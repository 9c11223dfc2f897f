//! Response normalizer: raw backend responses into a uniform envelope.
//!
//! # Design
//! The backend mixes conventions across endpoints: some answer with
//! `result` instead of `status`, some omit the status entirely and rely on
//! the HTTP code, some return HTML error pages. All of that is reconciled
//! here, once, so schemas only ever see a clean JSON object.
//!
//! Normalization never fails. Undecodable bodies become a synthetic error
//! envelope and backend errors are reported through `success` / `reason`.

use serde_json::{Map, Value};

use crate::error::{ApiError, SchemaMismatch};
use crate::http::HttpResponse;
use crate::schema::Schema;

pub const STATUS_KEY: &str = "status";
pub const ERROR_KEY: &str = "error";
pub const SUCCESS: &str = "success";
pub const PARSE_FAILURE: &str = "Failed to parse";
const UNKNOWN_ERROR: &str = "Unknown error";

/// Keys some endpoints use in place of a canonical one.
/// Applied in order; an alias overrides the canonical key when both exist.
pub struct AliasRule {
    pub alias: &'static str,
    pub canonical: &'static str,
}

pub static ALIAS_RULES: &[AliasRule] = &[AliasRule {
    alias: "result",
    canonical: STATUS_KEY,
}];

/// One backend response, reconciled.
#[derive(Debug, Clone, PartialEq)]
pub struct Envelope {
    pub success: bool,
    /// `"Success"` on success, the backend's error text otherwise.
    pub reason: String,
    pub status_code: u16,
    /// The reconciled JSON body; always carries a `status` key.
    pub body: Map<String, Value>,
}

impl Envelope {
    pub fn from_response(response: &HttpResponse) -> Self {
        let mut body = match serde_json::from_str::<Value>(&response.body) {
            Ok(Value::Object(map)) => map,
            Ok(_) | Err(_) => {
                tracing::debug!(status = response.status, "response body is not a JSON object");
                parse_failure()
            }
        };

        for rule in ALIAS_RULES {
            if let Some(value) = body.remove(rule.alias) {
                body.insert(rule.canonical.to_string(), value);
            }
        }

        if !body.contains_key(STATUS_KEY) {
            let inferred = if response.status == 200 { SUCCESS } else { "error" };
            body.insert(STATUS_KEY.to_string(), Value::from(inferred));
        }

        let success = body.get(STATUS_KEY).and_then(Value::as_str) == Some(SUCCESS);
        let reason = if success {
            "Success".to_string()
        } else {
            match body.get(ERROR_KEY) {
                Some(Value::String(text)) => text.clone(),
                Some(Value::Null) | None => UNKNOWN_ERROR.to_string(),
                Some(other) => other.to_string(),
            }
        };

        Self {
            success,
            reason,
            status_code: response.status,
            body,
        }
    }

    /// The section stored under `key`, if the backend sent one.
    pub fn section(&self, key: &str) -> Option<&Value> {
        self.body.get(key)
    }
}

fn parse_failure() -> Map<String, Value> {
    let mut map = Map::new();
    map.insert(STATUS_KEY.to_string(), Value::from("error"));
    map.insert(ERROR_KEY.to_string(), Value::from(PARSE_FAILURE));
    map
}

/// What became of the schema's section of the body.
#[derive(Debug, Clone, PartialEq)]
pub enum Payload<T> {
    /// The body has no section under the schema's route key.
    Absent,
    Parsed(T),
    /// The section exists but does not match the schema.
    Mismatch(SchemaMismatch),
}

/// An envelope plus the schema-specific payload.
#[derive(Debug, Clone, PartialEq)]
pub struct TypedResult<T> {
    pub envelope: Envelope,
    /// Key the schema reads its section from.
    pub route_key: &'static str,
    pub payload: Payload<T>,
}

impl<T> TypedResult<T> {
    pub fn success(&self) -> bool {
        self.envelope.success
    }

    pub fn reason(&self) -> &str {
        &self.envelope.reason
    }

    pub fn data(&self) -> Option<&T> {
        match &self.payload {
            Payload::Parsed(value) => Some(value),
            Payload::Absent | Payload::Mismatch(_) => None,
        }
    }

    /// Collapse into the parsed value, or the reason there is none.
    ///
    /// A parsed payload wins even if the backend flagged the call as failed;
    /// otherwise a backend error is reported before a missing section.
    pub fn into_data(self) -> Result<T, ApiError> {
        match self.payload {
            Payload::Parsed(value) => Ok(value),
            Payload::Mismatch(err) => Err(err.into()),
            Payload::Absent if !self.envelope.success => Err(ApiError::Backend {
                reason: self.envelope.reason,
            }),
            Payload::Absent => Err(ApiError::MissingPayload {
                route_key: self.route_key,
            }),
        }
    }
}

/// Normalize a response and run `schema` over its section.
pub fn normalize<S: Schema>(response: &HttpResponse, schema: &S) -> TypedResult<S::Output> {
    let envelope = Envelope::from_response(response);
    let payload = match envelope.section(S::ROUTE_KEY) {
        Some(raw) => match schema.transform(raw) {
            Ok(value) => Payload::Parsed(value),
            Err(err) => {
                tracing::warn!(%err, "payload does not match schema");
                Payload::Mismatch(err)
            }
        },
        None => Payload::Absent,
    };
    TypedResult {
        envelope,
        route_key: S::ROUTE_KEY,
        payload,
    }
}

> **Task item**
Print the listing once more, exactly as it stands above.

> **Response area**
repository 9c11223dfc2f897f
//! Response normalizer: raw backend responses into a uniform envelope.
//!
//! # Design
//! The backend mixes conventions across endpoints: some answer with
//! `result` instead of `status`, some omit the status entirely and rely on
//! the HTTP code, some return HTML error pages. All of that is reconciled
//! here, once, so schemas only ever see a clean JSON object.
//!
//! Normalization never fails. Undecodable bodies become a synthetic error
//! envelope and backend errors are reported through `success` / `reason`.

use serde_json::{Map, Value};

use crate::error::{ApiError, SchemaMismatch};
use crate::http::HttpResponse;
use crate::schema::Schema;

pub const STATUS_KEY: &str = "status";
pub const ERROR_KEY: &str = "error";
pub const SUCCESS: &str = "success";
pub const PARSE_FAILURE: &str = "Failed to parse";
const UNKNOWN_ERROR: &str = "Unknown error";

/// Keys some endpoints use in place of a canonical one.
/// Applied in order; an alias overrides the canonical key when both exist.
pub struct AliasRule {
    pub alias: &'static str,
    pub canonical: &'static str,
}

pub static ALIAS_RULES: &[AliasRule] = &[AliasRule {
    alias: "result",
    canonical: STATUS_KEY,
}];

/// One backend response, reconciled.
#[derive(Debug, Clone, PartialEq)]
pub struct Envelope {
    pub success: bool,
    /// `"Success"` on success, the backend's error text otherwise.
    pub reason: String,
    pub status_code: u16,
    /// The reconciled JSON body; always carries a `status` key.
    pub body: Map<String, Value>,
}

impl Envelope {
    pub fn from_response(response: &HttpResponse) -> Self {
        let mut body = match serde_json::from_str::<Value>(&response.body) {
            Ok(Value::Object(map)) => map,
            Ok(_) | Err(_) => {
                tracing::debug!(status = response.status, "response body is not a JSON object");
                parse_failure()
            }
        };

        for rule in ALIAS_RULES {
            if let Some(value) = body.remove(rule.alias) {
                body.insert(rule.canonical.to_string(), value);
            }
        }

        if !body.contains_key(STATUS_KEY) {
            let inferred = if response.status == 200 { SUCCESS } else { "error" };
            body.insert(STATUS_KEY.to_string(), Value::from(inferred));
        }

        let success = body.get(STATUS_KEY).and_then(Value::as_str) == Some(SUCCESS);
        let reason = if success {
            "Success".to_string()
        } else {
            match body.get(ERROR_KEY) {
                Some(Value::String(text)) => text.clone(),
                Some(Value::Null) | None => UNKNOWN_ERROR.to_string(),
                Some(other) => other.to_string(),
            }
        };

        Self {
            success,
            reason,
            status_code: response.status,
            body,
        }
    }

    /// The section stored under `key`, if the backend sent one.
    pub fn section(&self, key: &str) -> Option<&Value> {
        self.body.get(key)
    }
}

fn parse_failure() -> Map<String, Value> {
    let mut map = Map::new();
    map.insert(STATUS_KEY.to_string(), Value::from("error"));
    map.insert(ERROR_KEY.to_string(), Value::from(PARSE_FAILURE));
    map
}

/// What became of the schema's section of the body.
#[derive(Debug, Clone, PartialEq)]
pub enum Payload<T> {
    /// The body has no section under the schema's route key.
    Absent,
    Parsed(T),
    /// The section exists but does not match the schema.
    Mismatch(SchemaMismatch),
}

/// An envelope plus the schema-specific payload.
#[derive(Debug, Clone, PartialEq)]
pub struct TypedResult<T> {
    pub envelope: Envelope,
    /// Key the schema reads its section from.
    pub route_key: &'static str,
    pub payload: Payload<T>,
}

impl<T> TypedResult<T> {
    pub fn success(&self) -> bool {
        self.envelope.success
    }

    pub fn reason(&self) -> &str {
        &self.envelope.reason
    }

    pub fn data(&self) -> Option<&T> {
        match &self.payload {
            Payload::Parsed(value) => Some(value),
            Payload::Absent | Payload::Mismatch(_) => None,
        }
    }

    /// Collapse into the parsed value, or the reason there is none.
    ///
    /// A parsed payload wins even if the backend flagged the call as failed;
    /// otherwise a backend error is reported before a missing section.
    pub fn into_data(self) -> Result<T, ApiError> {
        match self.payload {
            Payload::Parsed(value) => Ok(value),
            Payload::Mismatch(err) => Err(err.into()),
            Payload::Absent if !self.envelope.success => Err(ApiError::Backend {
                reason: self.envelope.reason,
            }),
            Payload::Absent => Err(ApiError::MissingPayload {
                route_key: self.route_key,
            }),
        }
    }
}

/// Normalize a response and run `schema` over its section.
pub fn normalize<S: Schema>(response: &HttpResponse, schema: &S) -> TypedResult<S::Output> {
    let envelope = Envelope::from_response(response);
    let payload = match envelope.section(S::ROUTE_KEY) {
        Some(raw) => match schema.transform(raw) {
            Ok(value) => Payload::Parsed(value),
            Err(err) => {
                tracing::warn!(%err, "payload does not match schema");
                Payload::Mismatch(err)
            }
        },
        None => Payload::Absent,
    };
    TypedResult {
        envelope,
        route_key: S::ROUTE_KEY,
        payload,
    }
}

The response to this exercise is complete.